**What the task asks:** Print, in exact form, the lines below from the one containing "json!(now + 3600));" through the one containing "pub fn with_issuer(self, issuer: &str)", and omit all others.

Dataset entries
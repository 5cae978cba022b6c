//! Builder patterns for test data construction
//!
//! Provides a fluent API for the claims of a system user token.

use chrono::{Duration, Utc};
use serde_json::{json, Map, Value};

/// Issuer template matching the stub tenant.
pub const TEST_ISSUER_TEMPLATE: &str = "https://{subdomain}.test.local";

/// Audience template matching the stub tenant.
pub const TEST_AUDIENCE_TEMPLATE: &str = "spn:{subdomain}.test.local";

/// Builder for system user token claims.
///
/// Defaults to a token the stub tenant accepts: matching `iss` and `aud`,
/// `iat`/`nbf` now, `exp` in one hour, and a `ticket` claim.
///
/// # Example
/// ```rust,ignore
/// let claims = TestTokenBuilder::for_tenant("sod")
///     .with_ticket("7T:abc")
///     .expires_in(-60)
///     .build();
/// ```
#[derive(Debug, Clone)]
pub struct TestTokenBuilder {
    claims: Map<String, Value>,
}

impl TestTokenBuilder {
    /// Claims for `sub_domain` under the stub tenant templates.
    pub fn for_tenant(sub_domain: &str) -> Self {
        let now = Utc::now().timestamp();
        let mut claims = Map::new();
        claims.insert(
            "iss".to_string(),
            json!(TEST_ISSUER_TEMPLATE.replace("{subdomain}", sub_domain)),
        );
        claims.insert(
            "aud".to_string(),
            json!(TEST_AUDIENCE_TEMPLATE.replace("{subdomain}", sub_domain)),
        );
        claims.insert("sub".to_string(), json!("system-user"));
        claims.insert("ticket".to_string(), json!(format!("7T:test-ticket-{sub_domain}")));
        claims.insert("iat".to_string(), json!(now));
        claims.insert("nbf".to_string(), json!(now));
        claims.insert("exp".to_string(), json!(now + 3600));

        Self { claims }
    }

    /// Set the ticket claim.
    pub fn with_ticket(self, ticket: &str) -> Self {
        self.with_claim("ticket", json!(ticket))
    }

    /// Drop the ticket claim.
    pub fn without_ticket(self) -> Self {
        self.without_claim("ticket")
    }

    pub fn with_issuer(self, issuer: &str) -> Self {
        self.with_claim("iss", json!(issuer))
    }

    pub fn with_audience(self, audience: &str) -> Self {
        self.with_claim("aud", json!(audience))
    }

    /// Set expiration in seconds from now (negative for the past).
    pub fn expires_in(self, seconds: i64) -> Self {
        let exp = (Utc::now() + Duration::seconds(seconds)).timestamp();
        self.with_claim("exp", json!(exp))
    }

    /// Set not-before in seconds from now.
    pub fn not_before_in(self, seconds: i64) -> Self {
        let nbf = (Utc::now() + Duration::seconds(seconds)).timestamp();
        self.with_claim("nbf", json!(nbf))
    }

    /// Set issued-at in seconds from now.
    pub fn issued_in(self, seconds: i64) -> Self {
        let iat = (Utc::now() + Duration::seconds(seconds)).timestamp();
        self.with_claim("iat", json!(iat))
    }

    /// Set or replace any claim.
    pub fn with_claim(mut self, name: &str, value: Value) -> Self {
        self.claims.insert(name.to_string(), value);
        self
    }

    /// Remove a claim.
    pub fn without_claim(mut self, name: &str) -> Self {
        self.claims.remove(name);
        self
    }

    /// Build the claims as a JSON value
    pub fn build(self) -> Value {
        Value::Object(self.claims)
    }
}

**Task response:**
        claims.insert("exp".to_string(), json!(now + 3600));

        Self { claims }
    }

    /// Set the ticket claim.
    pub fn with_ticket(self, ticket: &str) -> Self {
        self.with_claim("ticket", json!(ticket))
    }

    /// Drop the ticket claim.
    pub fn without_ticket(self) -> Self {
        self.without_claim("ticket")
    }

    pub fn with_issuer(self, issuer: &str) -> Self {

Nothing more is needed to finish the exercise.